The setting is the very far future, close to the end of the Sun's life, when Earth has settled into an orbit which keeps one side turned permanently to the Sun, and the Moon has become a twin planet, also remaining in the same place relative to the Earth and now supporting life. The habitable part of the Earth is entirely covered by one vast, interconnected banyan tree, and inhabited by various (and usually ferocious) vegetables and insects.

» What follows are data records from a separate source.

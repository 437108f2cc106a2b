mod common;

use axum::http::StatusCode;
use common::TestApp;
use serde_json::{json, Value};
use uuid::Uuid;

async fn seeded() -> (TestApp, String) {
    let app = TestApp::new();
    let token = common::token_for(Uuid::new_v4());

    let work = app.notebook(&token, "Work").await;
    app.note(&token, &work, json!({ "title": "Meeting notes" })).await;
    app.note(&token, &work, json!({ "title": "Budget" })).await;

    let home = app.notebook(&token, "Home").await;
    app.note(&token, &home, json!({ "title": "Groceries" })).await;

    let travel = app.notebook(&token, "Travel meetups").await;
    app.note(&token, &travel, json!({ "title": "Packing list" })).await;

    (app, token)
}

fn titles(notebook: &Value) -> Vec<(&str, bool)> {
    notebook["items"]
        .as_array()
        .unwrap()
        .iter()
        .map(|item| (item["title"].as_str().unwrap(), item["is_match"].as_bool().unwrap()))
        .collect()
}

#[tokio::test]
async fn blank_search_returns_everything() {
    let (app, token) = seeded().await;
    let (status, body) = app.get("/api/sidebar", &token).await;

    assert_eq!(status, StatusCode::OK);
    assert_eq!(body["data"]["query"], "");
    let notebooks = body["data"]["notebooks"].as_array().unwrap();
    assert_eq!(notebooks.len(), 3);
    assert!(notebooks.iter().all(|nb| titles(nb).iter().all(|(_, matched)| !matched)));
    assert_eq!(
        notebooks[0]["segments"],
        json!([{ "text": "Work", "matched": false }])
    );
}

#[tokio::test]
async fn search_keeps_matching_notebooks_and_flags_notes() {
    let (app, token) = seeded().await;
    let (_, body) = app.get("/api/sidebar?search=MEET", &token).await;

    let notebooks = body["data"]["notebooks"].as_array().unwrap();
    let names: Vec<&str> = notebooks.iter().map(|nb| nb["title"].as_str().unwrap()).collect();
    assert_eq!(names, ["Work", "Travel meetups"]);

    let work = titles(&notebooks[0]);
    assert!(work.contains(&("Meeting notes", true)));
    assert!(work.contains(&("Budget", false)));

    // notebook name matched, its notes did not
    assert_eq!(titles(&notebooks[1]), [("Packing list", false)]);
    assert_eq!(
        notebooks[1]["segments"],
        json!([
            { "text": "Travel ", "matched": false },
            { "text": "meet", "matched": true },
            { "text": "ups", "matched": false }
        ])
    );

    let meeting = notebooks[0]["items"]
        .as_array()
        .unwrap()
        .iter()
        .find(|item| item["title"] == "Meeting notes")
        .unwrap();
    assert_eq!(meeting["segments"][0], json!({ "text": "Meet", "matched": true }));
}

#[tokio::test]
async fn search_without_hits_is_empty() {
    let (app, token) = seeded().await;
    let (_, body) = app.get("/api/sidebar?search=zzz", &token).await;
    assert_eq!(body["data"]["notebooks"], json!([]));
}
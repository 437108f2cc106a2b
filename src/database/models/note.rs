use chrono::{DateTime, Utc};
use serde::{Deserialize, Serialize};
use serde_json::Value;
use sqlx::FromRow;
use uuid::Uuid;

use crate::document::{Document, DocumentError};

pub const UNTITLED_NOTE: &str = "Untitled Note";

#[derive(Debug, Clone, PartialEq, Serialize, Deserialize, FromRow)]
pub struct Note {
    pub id: Uuid,
    pub notebook_id: Uuid,
    pub title: String,
    /// Editor JSON exactly as stored in the `content` column
    pub content: Option<Value>,
    pub created_at: DateTime<Utc>,
    pub updated_at: DateTime<Utc>,
}

impl Note {
    /// Typed view of the stored content, `None` for a note that was never written
    pub fn document(&self) -> Result<Option<Document>, DocumentError> {
        match &self.content {
            None | Some(Value::Null) => Ok(None),
            Some(value) => Document::from_value(value.clone()).map(Some),
        }
    }
}

#[derive(Debug, Clone, PartialEq, Serialize, Deserialize)]
pub struct NotebookRef {
    pub id: Uuid,
    pub name: String,
}

/// A note together with the notebook it belongs to (editor page breadcrumbs)
#[derive(Debug, Clone, Serialize)]
pub struct NoteWithNotebook {
    #[serde(flatten)]
    pub note: Note,
    pub notebook: NotebookRef,
}

#[derive(Debug, Clone)]
pub struct NewNote {
    pub notebook_id: Uuid,
    pub title: String,
    pub content: Option<Document>,
}

/// Partial update; `None` leaves the field unchanged
#[derive(Debug, Clone, Default)]
pub struct NoteChanges {
    pub title: Option<String>,
    pub content: Option<Document>,
}

impl NoteChanges {
    pub fn is_empty(&self) -> bool {
        self.title.is_none() && self.content.is_none()
    }
}
use chrono::{DateTime, Utc};
use serde::{Deserialize, Serialize};
use sqlx::FromRow;
use uuid::Uuid;

use super::note::Note;

#[derive(Debug, Clone, PartialEq, Serialize, Deserialize, FromRow)]
pub struct Notebook {
    pub id: Uuid,
    pub name: String,
    pub user_id: Uuid,
    pub created_at: DateTime<Utc>,
    pub updated_at: DateTime<Utc>,
}

/// Title-only view of a note, used for navigation and counts
#[derive(Debug, Clone, PartialEq, Serialize, Deserialize, FromRow)]
pub struct NoteSummary {
    pub id: Uuid,
    pub notebook_id: Uuid,
    pub title: String,
    pub updated_at: DateTime<Utc>,
}

/// A notebook with the titles of its notes (dashboard and sidebar)
#[derive(Debug, Clone, Serialize)]
pub struct NotebookWithNotes {
    #[serde(flatten)]
    pub notebook: Notebook,
    pub notes: Vec<NoteSummary>,
}

/// A notebook with its full notes (notebook page)
#[derive(Debug, Clone, Serialize)]
pub struct NotebookDetail {
    #[serde(flatten)]
    pub notebook: Notebook,
    pub notes: Vec<Note>,
}
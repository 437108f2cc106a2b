pub mod note;
pub mod notebook;

pub use note::{NewNote, Note, NoteChanges, NoteWithNotebook, NotebookRef, UNTITLED_NOTE};
pub use notebook::{Notebook, NotebookDetail, NotebookWithNotes, NoteSummary};
// Read-only summaries of notebooks and notes as the dashboard shows them.

use chrono::{DateTime, Utc};
use serde::Serialize;
use serde_json::Value;
use sha2::{Digest, Sha256};
use uuid::Uuid;

use crate::database::models::{
    Note, NoteSummary, NoteWithNotebook, Notebook, NotebookDetail, NotebookRef, NotebookWithNotes,
    UNTITLED_NOTE,
};
use crate::document::{html, text, Document, DocumentError};
use crate::search::{note_url, notebook_url};

/// Dashboard card for a notebook
#[derive(Debug, Clone, Serialize)]
pub struct NotebookCard {
    #[serde(flatten)]
    pub notebook: Notebook,
    pub url: String,
    pub note_count: usize,
    pub note_count_label: String,
    pub notes: Vec<NoteLink>,
}

#[derive(Debug, Clone, Serialize)]
pub struct NoteLink {
    pub id: Uuid,
    pub title: String,
    pub url: String,
}

/// Note card inside a notebook page
#[derive(Debug, Clone, Serialize)]
pub struct NoteCard {
    pub id: Uuid,
    pub notebook_id: Uuid,
    pub title: String,
    pub url: String,
    pub preview: String,
    pub has_content: bool,
    pub updated_label: String,
    pub created_at: DateTime<Utc>,
    pub updated_at: DateTime<Utc>,
}

/// Notebook page: the notebook and a card per note
#[derive(Debug, Clone, Serialize)]
pub struct NotebookPage {
    #[serde(flatten)]
    pub notebook: Notebook,
    pub url: String,
    pub notes: Vec<NoteCard>,
}

/// Editor payload: the stored note plus read-only extras
#[derive(Debug, Clone, Serialize)]
pub struct NoteDetail {
    #[serde(flatten)]
    pub note: Note,
    pub notebook: NotebookRef,
    pub url: String,
    pub checksum: Option<String>,
    pub word_count: usize,
    pub character_count: usize,
    pub outline: Vec<text::OutlineEntry>,
}

/// Read-only view rendered from the same document
#[derive(Debug, Clone, Serialize)]
pub struct NotePreview {
    pub id: Uuid,
    pub title: String,
    pub notebook_name: String,
    pub created_at: DateTime<Utc>,
    pub updated_at: DateTime<Utc>,
    pub html: String,
}

pub fn display_title(title: &str) -> &str {
    if title.trim().is_empty() {
        UNTITLED_NOTE
    } else {
        title
    }
}

pub fn note_count_label(count: usize) -> String {
    format!("{} {}", count, if count == 1 { "note" } else { "notes" })
}

/// Short US-style date, e.g. `Jan 5, 2025`
pub fn date_label(date: &DateTime<Utc>) -> String {
    date.format("%b %-d, %Y").to_string()
}

/// Hex SHA-256 of the stored content, `None` for a note never written
pub fn content_checksum(content: Option<&Value>) -> Option<String> {
    let content = content.filter(|value| !value.is_null())?;
    let mut hasher = Sha256::new();
    hasher.update(content.to_string().as_bytes());
    Some(format!("{:x}", hasher.finalize()))
}

impl NotebookCard {
    pub fn new(entry: NotebookWithNotes) -> Self {
        let NotebookWithNotes { notebook, notes } = entry;
        let note_count = notes.len();
        Self {
            url: notebook_url(notebook.id),
            note_count,
            note_count_label: note_count_label(note_count),
            notes: notes.into_iter().map(NoteLink::from).collect(),
            notebook,
        }
    }
}

impl From<NoteSummary> for NoteLink {
    fn from(summary: NoteSummary) -> Self {
        Self {
            id: summary.id,
            url: note_url(summary.notebook_id, summary.id),
            title: summary.title,
        }
    }
}

impl NoteCard {
    pub fn new(note: &Note, preview_length: usize) -> Self {
        let preview = text::preview_value(note.content.as_ref(), preview_length);
        let has_content = preview != text::NO_CONTENT;
        Self {
            id: note.id,
            notebook_id: note.notebook_id,
            title: display_title(&note.title).to_string(),
            url: note_url(note.notebook_id, note.id),
            preview,
            has_content,
            updated_label: date_label(&note.updated_at),
            created_at: note.created_at,
            updated_at: note.updated_at,
        }
    }
}

impl NotebookPage {
    pub fn new(detail: NotebookDetail, preview_length: usize) -> Self {
        let notes = detail
            .notes
            .iter()
            .map(|note| NoteCard::new(note, preview_length))
            .collect();
        Self {
            url: notebook_url(detail.notebook.id),
            notebook: detail.notebook,
            notes,
        }
    }
}

impl NoteDetail {
    /// Fails only when stored content no longer parses as a document
    pub fn new(entry: NoteWithNotebook) -> Result<Self, DocumentError> {
        let doc = entry.note.document()?;
        let (word_count, character_count, outline) = match &doc {
            Some(doc) => (text::word_count(doc), text::character_count(doc), text::outline(doc)),
            None => (0, 0, Vec::new()),
        };
        Ok(Self {
            url: note_url(entry.note.notebook_id, entry.note.id),
            checksum: content_checksum(entry.note.content.as_ref()),
            word_count,
            character_count,
            outline,
            note: entry.note,
            notebook: entry.notebook,
        })
    }
}

impl NotePreview {
    pub fn new(entry: &NoteWithNotebook) -> Result<Self, DocumentError> {
        let doc = entry.note.document()?.unwrap_or_else(Document::empty);
        Ok(Self {
            id: entry.note.id,
            title: display_title(&entry.note.title).to_string(),
            notebook_name: entry.notebook.name.clone(),
            created_at: entry.note.created_at,
            updated_at: entry.note.updated_at,
            html: html::to_html(&doc),
        })
    }
}

#[cfg(test)]
mod tests {
    use super::*;
    use chrono::TimeZone;
    use serde_json::json;

    fn note(title: &str, content: Option<Value>) -> Note {
        let at = Utc.with_ymd_and_hms(2025, 1, 5, 9, 30, 0).unwrap();
        Note {
            id: Uuid::new_v4(),
            notebook_id: Uuid::new_v4(),
            title: title.to_string(),
            content,
            created_at: at,
            updated_at: at,
        }
    }

    #[test]
    fn card_falls_back_for_empty_notes() {
        let card = NoteCard::new(&note("  ", None), 120);
        assert_eq!(card.title, "Untitled Note");
        assert_eq!(card.preview, "No content");
        assert!(!card.has_content);
        assert_eq!(card.updated_label, "Jan 5, 2025");
        assert_eq!(card.url, format!("/dashboard/notebook/{}/note/{}", card.notebook_id, card.id));
    }

    #[test]
    fn card_truncates_long_text() {
        let long = "word ".repeat(40);
        let card = NoteCard::new(
            &note("Long", Some(json!({ "type": "doc", "content": [
                { "type": "paragraph", "content": [{ "type": "text", "text": long }] }
            ]}))),
            120,
        );
        assert!(card.has_content);
        assert_eq!(card.preview.chars().count(), 123);
        assert!(card.preview.ends_with("..."));
    }

    #[test]
    fn notebook_card_counts_notes() {
        let at = Utc::now();
        let notebook = Notebook {
            id: Uuid::new_v4(),
            name: "Ideas".into(),
            user_id: Uuid::new_v4(),
            created_at: at,
            updated_at: at,
        };
        let notes = vec![NoteSummary {
            id: Uuid::new_v4(),
            notebook_id: notebook.id,
            title: "One".into(),
            updated_at: at,
        }];
        let card = NotebookCard::new(NotebookWithNotes { notebook, notes });
        assert_eq!(card.note_count, 1);
        assert_eq!(card.note_count_label, "1 note");
        assert_eq!(note_count_label(0), "0 notes");

        let body = serde_json::to_value(&card).unwrap();
        assert_eq!(body["name"], "Ideas");
        assert_eq!(body["notes"][0]["title"], "One");
    }

    #[test]
    fn detail_reports_counts_and_checksum() {
        let entry = NoteWithNotebook {
            note: note("Doc", Some(Document::welcome().to_value())),
            notebook: NotebookRef { id: Uuid::new_v4(), name: "Guides".into() },
        };
        let detail = NoteDetail::new(entry).unwrap();
        assert!(detail.word_count > 10);
        assert_eq!(detail.outline[0].level, 1);
        assert_eq!(detail.checksum.as_ref().map(String::len), Some(64));

        let empty = NoteDetail::new(NoteWithNotebook {
            note: note("Empty", None),
            notebook: NotebookRef { id: Uuid::new_v4(), name: "Guides".into() },
        })
        .unwrap();
        assert_eq!(empty.checksum, None);
        assert_eq!(empty.word_count, 0);
    }

    #[test]
    fn preview_renders_html() {
        let entry = NoteWithNotebook {
            note: note("", Some(json!([{ "type": "paragraph", "content": [{ "type": "text", "text": "hi" }] }]))),
            notebook: NotebookRef { id: Uuid::new_v4(), name: "Inbox".into() },
        };
        let preview = NotePreview::new(&entry).unwrap();
        assert_eq!(preview.title, "Untitled Note");
        assert_eq!(preview.notebook_name, "Inbox");
        assert_eq!(preview.html, "<p>hi</p>");
    }
}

Humans - in a considerably shrunken form - are almost the only animals left, and exist in small groups at pre-stone age survival level in the middle layers of the forest, constantly threatened by predators.

I should warn you that the rest of this review contains spoilers, as it's difficult to comment on the story without them, so I will just sum this up as an interesting period piece, highly regarded when it first appeared, but not standing up too well today.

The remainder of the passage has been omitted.